··· Dataset excerpts ···

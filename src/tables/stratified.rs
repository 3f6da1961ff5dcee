use super::stats::mean;
use super::{Cell, Column, PresentationTable};
use crate::config::{DisplayLabels, ParameterCategory};
use crate::core::{SampleSet, Stratum};
use serde::Serialize;

/// Overall and per-depth means of one parameter.
#[derive(Debug, Clone, PartialEq, Serialize)]
pub struct StratifiedMean {
    pub parameter: String,
    pub overall: Option<f64>,
    /// Indexed by [`Stratum::index`]
    pub strata: [Option<f64>; 3],
}

impl StratifiedMean {
    pub fn stratum(&self, stratum: Stratum) -> Option<f64> {
        self.strata[stratum.index()]
    }
}

/// Rows without a recognised stratum count toward the overall mean only.
pub fn stratified_mean(samples: &SampleSet, parameter: &str) -> StratifiedMean {
    let mut buckets: [Vec<f64>; 3] = Default::default();
    let mut all = Vec::new();

    for sample in samples.iter() {
        let Some(value) = sample.number(parameter) else {
            continue;
        };
        all.push(value);
        if let Some(stratum) = sample.stratum() {
            buckets[stratum.index()].push(value);
        }
    }

    StratifiedMean {
        parameter: parameter.to_string(),
        overall: mean(all),
        strata: buckets.map(mean),
    }
}

/// One row per category parameter: parameter, total, then one column per
/// stratum. Undefined means are empty cells.
pub fn stratified_summary_table(
    samples: &SampleSet,
    category: &ParameterCategory,
    labels: &DisplayLabels,
) -> PresentationTable {
    let mut columns = vec![
        Column::named(labels.parameter.clone()),
        Column::named(labels.total.clone()),
    ];
    columns.extend(
        Stratum::ALL
            .iter()
            .map(|s| Column::named(labels.stratum(*s).to_string())),
    );
    let mut table = PresentationTable::new(columns);

    for parameter in &category.parameters {
        let means = stratified_mean(samples, parameter);
        let mut cells = vec![
            Cell::text(parameter.clone()),
            Cell::from_option(means.overall),
        ];
        cells.extend(means.strata.iter().map(|m| Cell::from_option(*m)));
        table.push_row(cells);
    }

    table
}

#[cfg(test)]
mod tests {
    use super::*;
    use crate::core::SampleRecord;
    use pretty_assertions::assert_eq;

    fn samples() -> SampleSet {
        vec![
            SampleRecord::new("P1", "Superfície", "C").with_number("OD", 6.0),
            SampleRecord::new("P1", "Fundo", "C").with_number("OD", 4.0),
            SampleRecord::new("P2", "Superfície", "C").with_number("OD", 8.0),
            SampleRecord::new("P2", "Fundo", "C").with_text("OD", "n.d."),
            SampleRecord::new("P3", "N/A", "C").with_number("OD", 3.0),
        ]
        .into_iter()
        .collect()
    }

    #[test]
    fn means_split_by_stratum() {
        let means = stratified_mean(&samples(), "OD");
        assert_eq!(means.overall, Some(5.25));
        assert_eq!(means.stratum(Stratum::Surface), Some(7.0));
        assert_eq!(means.stratum(Stratum::Bottom), Some(4.0));
        assert_eq!(means.stratum(Stratum::Middle), None);
    }

    #[test]
    fn parameter_without_numbers_has_no_means() {
        let means = stratified_mean(&samples(), "Turbidez");
        assert_eq!(means.overall, None);
        assert_eq!(means.strata, [None, None, None]);
    }

    #[test]
    fn summary_table_has_one_row_per_parameter() {
        let category = ParameterCategory::new("campo", ["OD", "Turbidez"]);
        let table = stratified_summary_table(&samples(), &category, &DisplayLabels::default());

        let titles: Vec<&str> = table.columns().iter().map(|c| c.title.as_str()).collect();
        assert_eq!(titles, vec!["Parâmetro", "Total", "Superfície", "Meio", "Fundo"]);
        assert_eq!(table.row_count(), 2);
        assert_eq!(table.cell(0, "Superfície"), Some(&Cell::Number(7.0)));
        assert_eq!(table.cell(0, "Meio"), Some(&Cell::Empty));
        assert_eq!(table.cell(1, "Total"), Some(&Cell::Empty));
    }
}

···

▶ [What needs to be done]:
Set down, word for word, each line from the top of the records above through the line with "use serde::Serialize;".

▶ [Output for this task]:
filename src/tables/stratified.rs
repository 3f6da1961ff5dcee
use super::stats::mean;
use super::{Cell, Column, PresentationTable};
use crate::config::{DisplayLabels, ParameterCategory};
use crate::core::{SampleSet, Stratum};
use serde::Serialize;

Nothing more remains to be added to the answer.